Though William Melchert-Dinkel is charged in only two cases, Rice County Attorney Paul Beaumaster said that the 48-year-old Faribault man, portraying himself as an "angel of mercy," chatted online with 10 suicidal people, five of whom killed themselves.
"He liked the chase," said Beaumaster, at an abbreviated trial in which attorneys for both sides made arguments to a judge who is tasked with deciding whether Melchert-Dinkel is guilty.
Defense attorney Terry Allen Watkins argued that his client is not guilty because his written "babblings," while "despicable," are protected free speech, and because Melchert-Dinkel did not materially assist in the two suicides.
"He did not provide a rope, he did not provide a gun, he did not provide pills," Watkins argued. He said Melchert-Dinkel "did nothing in getting them to do it," even though his behavior amounted to "excessive, morbid, abhorrent, creepy practices."
Watkins said "most people would find it sickening, but it is not a crime."

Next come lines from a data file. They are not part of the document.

//! # foundry-bridge-config
//!
//! Configuration of the wallet bridge.
//!
//! Values are read, in increasing precedence, from the built-in defaults, a `bridge.toml` file
//! (or the file named by `BRIDGE_CONFIG`), and `BRIDGE_`-prefixed env vars.

#![cfg_attr(not(test), warn(unused_crate_dependencies))]
#![cfg_attr(docsrs, feature(doc_cfg))]

#[macro_use]
extern crate tracing;

use alloy_primitives::ChainId;
use figment::{
    Figment, Metadata, Profile, Provider,
    providers::{Env, Format, Serialized, Toml},
    value::{Dict, Map},
};
use serde::{Deserialize, Serialize};
use std::{collections::BTreeMap, path::Path, time::Duration};
use url::Url;

pub mod defaults;
pub mod endpoints;
pub mod managed;
pub mod resolve;

mod error;
pub use error::ConfigError;

pub use endpoints::{EndpointTable, ManagedKey, RpcEndpointUrl, TransportEndpointConfig};

/// Schemes accepted for rpc overrides.
const ALLOWED_SCHEMES: &[&str] = &["http", "https", "ws", "wss"];

/// Bridge configuration.
#[derive(Clone, Debug, PartialEq, Eq, Serialize, Deserialize)]
#[serde(default)]
pub struct BridgeConfig {
    /// Chain a new session is opened on.
    pub chain_id: ChainId,
    /// Whether sessions are persisted across restarts.
    pub persist_session: bool,
    /// Seconds to wait for the user to approve a connection.
    pub handshake_timeout: u64,
    /// Seconds to wait for a response to a signing request.
    pub request_timeout: u64,
    /// Socket relay endpoint.
    pub relay_url: Option<String>,
    /// Deep link that opens the signer app.
    pub deep_link: Option<String>,
    /// How many times the relay reconnects before giving up.
    pub relay_max_retries: u32,
    /// Initial reconnect backoff in milliseconds, doubled on each attempt.
    pub relay_retry_backoff: u64,
    /// Managed RPC provider project key.
    pub managed_rpc_key: Option<ManagedKey>,
    /// Fallback rpc overrides, keyed by decimal chain id.
    pub rpc_endpoints: BTreeMap<String, Vec<RpcEndpointUrl>>,
}

impl Default for BridgeConfig {
    fn default() -> Self {
        Self {
            chain_id: 1,
            persist_session: true,
            handshake_timeout: 120,
            request_timeout: 60,
            relay_url: None,
            deep_link: None,
            relay_max_retries: 5,
            relay_retry_backoff: 500,
            managed_rpc_key: None,
            rpc_endpoints: BTreeMap::new(),
        }
    }
}

impl BridgeConfig {
    /// File name of the config toml file
    pub const FILE_NAME: &'static str = "bridge.toml";

    /// Env var that points to a config file other than `./bridge.toml`
    pub const CONFIG_ENV: &'static str = "BRIDGE_CONFIG";

    /// Prefix of env vars that override config values
    pub const ENV_PREFIX: &'static str = "BRIDGE_";

    /// Loads the config from the current directory.
    ///
    /// See [`figment`](Self::figment) for more details.
    pub fn load() -> Result<Self, ConfigError> {
        Self::try_from(Self::figment())
    }

    /// Loads the config with `bridge.toml` looked up in `root`.
    pub fn load_with_root(root: impl AsRef<Path>) -> Result<Self, ConfigError> {
        Self::try_from(Self::figment_with_root(root))
    }

    /// Attempts to extract a `BridgeConfig` from `provider`.
    ///
    /// # Example
    ///
    /// ```rust
    /// use figment::providers::{Format, Toml};
    /// use foundry_bridge_config::BridgeConfig;
    ///
    /// let figment = BridgeConfig::figment().merge(Toml::file("other.toml"));
    ///
    /// let config = BridgeConfig::try_from(figment);
    /// ```
    pub fn try_from<T: Provider>(provider: T) -> Result<Self, ConfigError> {
        let figment = Figment::from(provider);
        trace!(target: "bridge::config", metadata = ?figment.metadata().collect::<Vec<_>>(), "extracting bridge config");
        Ok(figment.extract::<Self>()?)
    }

    /// Returns the default figment: defaults, then `./bridge.toml`, then `BRIDGE_` env vars.
    pub fn figment() -> Figment {
        Self::figment_with_root(".")
    }

    /// Returns the default figment with `bridge.toml` looked up in `root`.
    pub fn figment_with_root(root: impl AsRef<Path>) -> Figment {
        let file = root.as_ref().join(Self::FILE_NAME);
        Figment::from(Self::default())
            .merge(Toml::file(Env::var_or(Self::CONFIG_ENV, file.display().to_string())))
            .merge(Env::prefixed(Self::ENV_PREFIX).ignore(&["CONFIG"]))
    }

    /// Handshake timeout as a [`Duration`].
    pub fn handshake_timeout(&self) -> Duration {
        Duration::from_secs(self.handshake_timeout)
    }

    /// Request timeout as a [`Duration`].
    pub fn request_timeout(&self) -> Duration {
        Duration::from_secs(self.request_timeout)
    }

    /// Initial relay reconnect backoff as a [`Duration`].
    pub fn relay_retry_backoff(&self) -> Duration {
        Duration::from_millis(self.relay_retry_backoff)
    }

    /// Resolves env vars and validates the overrides into an immutable [`EndpointTable`].
    pub fn endpoint_table(&self) -> Result<EndpointTable, ConfigError> {
        let managed_key = self.managed_rpc_key.clone().map(ManagedKey::resolve).transpose()?;

        let mut overrides = BTreeMap::new();
        for (key, urls) in &self.rpc_endpoints {
            let chain_id: ChainId =
                key.trim().parse().map_err(|_| ConfigError::InvalidChainKey(key.clone()))?;
            let mut resolved = Vec::with_capacity(urls.len());
            for url in urls {
                let raw = url.clone().resolve()?;
                resolved.push(parse_endpoint(chain_id, &raw)?);
            }
            overrides.insert(chain_id, resolved);
        }

        debug!(target: "bridge::config", chains = overrides.len(), managed = managed_key.is_some(), "resolved endpoint table");
        Ok(EndpointTable::new(managed_key, overrides))
    }
}

fn parse_endpoint(chain_id: ChainId, raw: &str) -> Result<Url, ConfigError> {
    let invalid = |reason: String| ConfigError::InvalidEndpoint {
        chain_id,
        url: raw.to_string(),
        reason,
    };
    let url = Url::parse(raw).map_err(|err| invalid(err.to_string()))?;
    if !ALLOWED_SCHEMES.contains(&url.scheme()) {
        return Err(invalid(format!("unsupported scheme `{}`", url.scheme())));
    }
    Ok(url)
}

impl Provider for BridgeConfig {
    fn metadata(&self) -> Metadata {
        Metadata::named("Bridge Config")
    }

    fn data(&self) -> Result<Map<Profile, Dict>, figment::Error> {
        Serialized::defaults(self).data()
    }
}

Melchert-Dinkel is charged with two felony counts of aiding suicide in the deaths of Mark Drybrough, 32, of Coventry, England, in 2005, and 18-year-old Nadia Kajouji of Brampton, Ontario, in 2008. Drybrough hanged himself from a ladder, and Kajouji jumped into a river and died of drowning or hypothermia.
The defendant, his attorney and the prosecution agreed last week to submit written evidence and arguments to District Judge Thomas Neuville and ask him alone to decide whether Melchert-Dinkel is guilty. He waived his right to a jury trial. The two sides also agreed to present oral arguments, which they made at Thursday's hearing.